The effects of the antenna phase patterns would also need to be dealt
with. For the yagi's I was fooling with earlier, the phase near the ground
about 2 or 3 degrees different than the phase at the main lobe.
One might say, why worry about all this one degree stuff?
The problem is that you get a degree here, a couple degrees there, and
pretty soon, the stackup gets to be in the 10-15 degree range.
>What's with this "mile" thing people always use? Is it
>because AM BC station FS is normalized (not measured, but
>normalized) to standard distances like "one km" or "one
>mile"??
>
>Will a scope connected directly to an antenna system with
>horizontal polarization actually display an HF signal
>cleanly from a 100w rig a mile or more away, especially
>enough to measure phase?? I have serious doubts.
I would agree. And, if you take the suggestion in the apnote of the buddy
with a mobile rig, you'll have all the polarization issues to deal with
(hmm, exactly what part of the car is radiating, and what's the phase
pattern of the car).
You CAN make these kinds of measurements, but it's somewhat tedious. I
think that the following would be needed:
1) A tuned receiver for the detector (greatly increases the SNR on your
measurement)
2) A switched multiport combining network, with resistive pads to eliminate
the mismatch effects. The network takes the two antenna inputs and
combines them with several different lengths of transmission lines. (anyone
who's familiar with network analyzer using 6-ports will recognize
this). The various lengths are unimportant, as long as they're known, and
as long as they span a reasonable range of phases from 0-360 degrees.
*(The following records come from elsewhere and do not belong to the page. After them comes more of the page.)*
impl ProductService {
    pub fn new(db: PgPool) -> Self {
        Self { db }
    }

    /// All products ordered by id
    pub async fn list_products(&self) -> AppResult<Vec<Product>> {
        let products = sqlx::query_as::<_, Product>("SELECT id, name, brand, stock FROM products ORDER BY id")
            .fetch_all(&self.db)
            .await?;
        Ok(products)
    }

    /// Autocomplete by name substring
    pub async fn suggest(&self, q: &str) -> AppResult<Vec<Product>> {
        let q = clean_text(q);
        if q.is_empty() {
            return Ok(Vec::new());
        }

        let products = sqlx::query_as::<_, Product>(
            r#"
            SELECT id, name, brand, stock
            FROM products
            WHERE name ILIKE $1
            ORDER BY name, id
            LIMIT $2
            "#,
        )
        .bind(contains_pattern(&q))
        .bind(SUGGEST_LIMIT)
        .fetch_all(&self.db)
        .await?;
        Ok(products)
    }

    /// Overwrite label and stock of a product (administrators only)
    pub async fn update_product(
        &self,
        user_id: i64,
        product_id: i64,
        input: UpdateProductInput,
    ) -> AppResult<Product> {
        let name = clean_text(&input.name);
        let brand = clean_text(&input.brand);
        validate_product_label(&name, &brand)
            .map_err(|msg| AppError::validation("name", msg, "Producto y marca son obligatorios"))?;
        if let Some(stock) = input.stock {
            validate_stock(stock).map_err(|msg| {
                AppError::validation("stock", msg, "El stock debe ser un entero mayor o igual a 0")
            })?;
        }

        let mut tx = self.db.begin().await?;
        let before = sqlx::query_as::<_, Product>(
            "SELECT id, name, brand, stock FROM products WHERE id = $1 FOR UPDATE",
        )
        .bind(product_id)
        .fetch_optional(&mut *tx)
        .await?
        .ok_or_else(|| AppError::NotFound("Product".to_string()))?;

        let stock = input.stock.unwrap_or(before.stock);
        let product = sqlx::query_as::<_, Product>(
            r#"
            UPDATE products SET name = $2, brand = $3, stock = $4
            WHERE id = $1
            RETURNING id, name, brand, stock
            "#,
        )
        .bind(product_id)
        .bind(&name)
        .bind(&brand)
        .bind(stock)
        .fetch_one(&mut *tx)
        .await?;

        audit::record(
            &mut tx,
            user_id,
            "update_product_stock",
            "products",
            product_id,
            format!(
                "{} (stock {}) -> {} (stock {})",
                describe(&before),
                before.stock,
                describe(&product),
                product.stock
            ),
        )
        .await?;
        tx.commit().await?;

        Ok(product)
    }

    pub async fn usage(&self, product_id: i64) -> AppResult<ProductUsageReport> {
        let mut conn = self.db.acquire().await?;
        let product = get_product(&mut conn, product_id).await?;
        let usage = usage_of(&mut conn, product_id).await?;
        Ok(ProductUsageReport { product, usage })
    }

    /// Detailed references with their batch, client and order
    pub async fn references(&self, product_id: i64) -> AppResult<ProductReferences> {
        let mut conn = self.db.acquire().await?;
        let product = get_product(&mut conn, product_id).await?;

        let inventory_entries = sqlx::query_as::<_, IntakeReference>(
            r#"
            SELECT e.id, e.ingreso_id AS batch_id, e.quantity, b.created_at
            FROM inventory_entries e
            JOIN ingreso_batches b ON b.id = e.ingreso_id
            WHERE e.product_id = $1
            ORDER BY b.created_at DESC, e.id DESC
            "#,
        )
        .bind(product_id)
        .fetch_all(&mut *conn)
        .await?;

        let dispatch_entries = sqlx::query_as::<_, DispatchReference>(
            r#"
            SELECT e.id, e.batch_id, c.name AS client, b.order_number, e.quantity, b.created_at
            FROM dispatch_entries e
            JOIN dispatch_batches b ON b.id = e.batch_id
            JOIN clients c ON c.id = b.client_id
            WHERE e.product_id = $1
            ORDER BY b.created_at DESC, e.id DESC
            "#,
        )
        .bind(product_id)
        .fetch_all(&mut *conn)
        .await?;

        let purchase_order_items = sqlx::query_as::<_, OrderItemReference>(
            r#"
            SELECT i.id, i.order_id, o.number AS order_number, i.quantity, o.created_at
            FROM purchase_order_items i
            JOIN purchase_orders o ON o.id = i.order_id
            WHERE i.product_id = $1
            ORDER BY o.created_at DESC, i.id DESC
            "#,
        )
        .bind(product_id)
        .fetch_all(&mut *conn)
        .await?;

        Ok(ProductReferences {
            product,
            inventory_entries,
            dispatch_entries,
            purchase_order_items,
        })
    }

    /// Delete selected references of a product, reverting their stock effect
    pub async fn delete_references(
        &self,
        user_id: i64,
        product_id: i64,
        input: DeleteReferencesInput,
    ) -> AppResult<DeletedReferences> {
        if input.is_empty() {
            return Err(AppError::validation(
                "references",
                "No references selected",
                "No se seleccionaron referencias",
            ));
        }

        let mut tx = self.db.begin().await?;
        let mut ledger = StockLedger::new();
        lock_stock(&mut tx, &mut ledger, &[product_id]).await?;

        let intake = owned_lines(&mut tx, "inventory_entries", &input.inventory_entry_ids, product_id).await?;
        let dispatch = owned_lines(&mut tx, "dispatch_entries", &input.dispatch_entry_ids, product_id).await?;

        // Restored dispatches first so intake removals see the returned units
        plan_reference_removal(Movement::Dispatch, &mut ledger, &dispatch)?;
        let stock = plan_reference_removal(Movement::Intake, &mut ledger, &intake)?;

        let intake_ids: Vec<i64> = intake.iter().map(|l| l.entry_id).collect();
        let dispatch_ids: Vec<i64> = dispatch.iter().map(|l| l.entry_id).collect();

        let inventory_entries = sqlx::query("DELETE FROM inventory_entries WHERE id = ANY($1)")
            .bind(&intake_ids)
            .execute(&mut *tx)
            .await?
            .rows_affected();
        let dispatch_entries = sqlx::query("DELETE FROM dispatch_entries WHERE id = ANY($1)")
            .bind(&dispatch_ids)
            .execute(&mut *tx)
            .await?
            .rows_affected();
        let purchase_order_items = sqlx::query(
            "DELETE FROM purchase_order_items WHERE id = ANY($1) AND product_id = $2",
        )
        .bind(&input.purchase_order_item_ids)
        .bind(product_id)
        .execute(&mut *tx)
        .await?
        .rows_affected();

        write_stock(&mut tx, &stock).await?;

        audit::record(
            &mut tx,
            user_id,
            "delete_product_refs",
            "products",
            product_id,
            format!(
                "Referencias eliminadas: ingresos={}, despachos={}, items OC={}",
                inventory_entries, dispatch_entries, purchase_order_items
            ),
        )
        .await?;
        tx.commit().await?;

        tracing::info!(product_id, inventory_entries, dispatch_entries, purchase_order_items, "Product references deleted");
        Ok(DeletedReferences {
            inventory_entries,
            dispatch_entries,
            purchase_order_items,
            stock,
        })
    }

    /// Delete a product that nothing references
    pub async fn delete_product(&self, user_id: i64, product_id: i64) -> AppResult<()> {
        let mut tx = self.db.begin().await?;
        let product = sqlx::query_as::<_, Product>(
            "SELECT id, name, brand, stock FROM products WHERE id = $1 FOR UPDATE",
        )
        .bind(product_id)
        .fetch_optional(&mut *tx)
        .await?
        .ok_or_else(|| AppError::NotFound("Product".to_string()))?;

        let usage = usage_of(&mut tx, product_id).await?;
        if usage.is_referenced() {
            return Err(AppError::ProductInUse { product_id, usage });
        }

        sqlx::query("DELETE FROM products WHERE id = $1")
            .bind(product_id)
            .execute(&mut *tx)
            .await?;

        audit::record(
            &mut tx,
            user_id,
            "delete_product",
            "products",
            product_id,
            format!("Producto eliminado: {}", describe(&product)),
        )
        .await?;
        tx.commit().await?;

        Ok(())
    }

    /// Fold duplicate products into a target: references are re-pointed,
    /// stock is summed and the sources are deleted
    pub async fn merge_products(&self, user_id: i64, input: MergeProductsInput) -> AppResult<MergeOutcome> {
        let sources = dedup_sources(&input.sources);
        if sources.is_empty() {
            return Err(AppError::validation(
                "sources",
                "Select at least one product to merge",
                "Seleccione al menos un producto a fusionar",
            ));
        }
        if sources.contains(&input.target_id) {
            return Err(AppError::validation(
                "sources",
                "The target cannot be one of the sources",
                "El producto destino no puede estar entre los productos a fusionar",
            ));
        }

        let mut tx = self.db.begin().await?;

        let mut all_ids = sources.clone();
        all_ids.push(input.target_id);
        let locked = sqlx::query_as::<_, Product>(
            "SELECT id, name, brand, stock FROM products WHERE id = ANY($1) ORDER BY id FOR UPDATE",
        )
        .bind(&all_ids)
        .fetch_all(&mut *tx)
        .await?;
        if locked.len() != all_ids.len() {
            return Err(AppError::NotFound("Product".to_string()));
        }

        let target = locked
            .iter()
            .find(|p| p.id == input.target_id)
            .cloned()
            .ok_or_else(|| AppError::NotFound("Product".to_string()))?;
        let source_rows: Vec<&Product> = locked.iter().filter(|p| p.id != target.id).collect();

        let stock = merge_stock(
            (target.id, target.stock),
            &source_rows.iter().map(|p| (p.id, p.stock)).collect::<Vec<_>>(),
        )?;

        for table in ["inventory_entries", "dispatch_entries", "purchase_order_items"] {
            sqlx::query(&format!(
                "UPDATE {} SET product_id = $1 WHERE product_id = ANY($2)",
                table
            ))
            .bind(target.id)
            .bind(&sources)
            .execute(&mut *tx)
            .await?;
        }

        let name = clean_optional(input.new_name.as_deref()).unwrap_or_else(|| target.name.clone());
        let brand = clean_optional(input.new_brand.as_deref()).unwrap_or_else(|| target.brand.clone());
        validate_product_label(&name, &brand)
            .map_err(|msg| AppError::validation("new_name", msg, "Nombre o marca no válidos"))?;

        let merged = sqlx::query_as::<_, Product>(
            r#"
            UPDATE products SET name = $2, brand = $3, stock = $4
            WHERE id = $1
            RETURNING id, name, brand, stock
            "#,
        )
        .bind(target.id)
        .bind(&name)
        .bind(&brand)
        .bind(stock)
        .fetch_one(&mut *tx)
        .await?;

        sqlx::query("DELETE FROM products WHERE id = ANY($1)")
            .bind(&sources)
            .execute(&mut *tx)
            .await?;

        for source in &source_rows {
            let (target_id, details) = merge_log_entry(source, &merged);
            audit::record(&mut tx, user_id, "merge_product", "products", target_id, details).await?;
        }
        tx.commit().await?;

        tracing::info!(target_id = merged.id, sources = sources.len(), "Products merged");
        Ok(MergeOutcome {
            target: merged,
            merged: sources,
        })
    }
}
3) Multiple source position measurements, at various distances (because
then you can figure out the contribution from non-planar wavefronts).
Actually, since what you "really want" is the phase pattern for elevation
angles that are somewhat off the horizon, why not use strong DX signals as
your test source. They need to be strong, because of the pads in your
measurement system. As long as they remain reasonably stable over the
measurement interval (a few seconds or minutes), it should work well.
A calibrated receiver would help, but if you can disable the AGC, you could
probably use a voltmeter on the audio output.
But this all comes back to my original point. Why bother?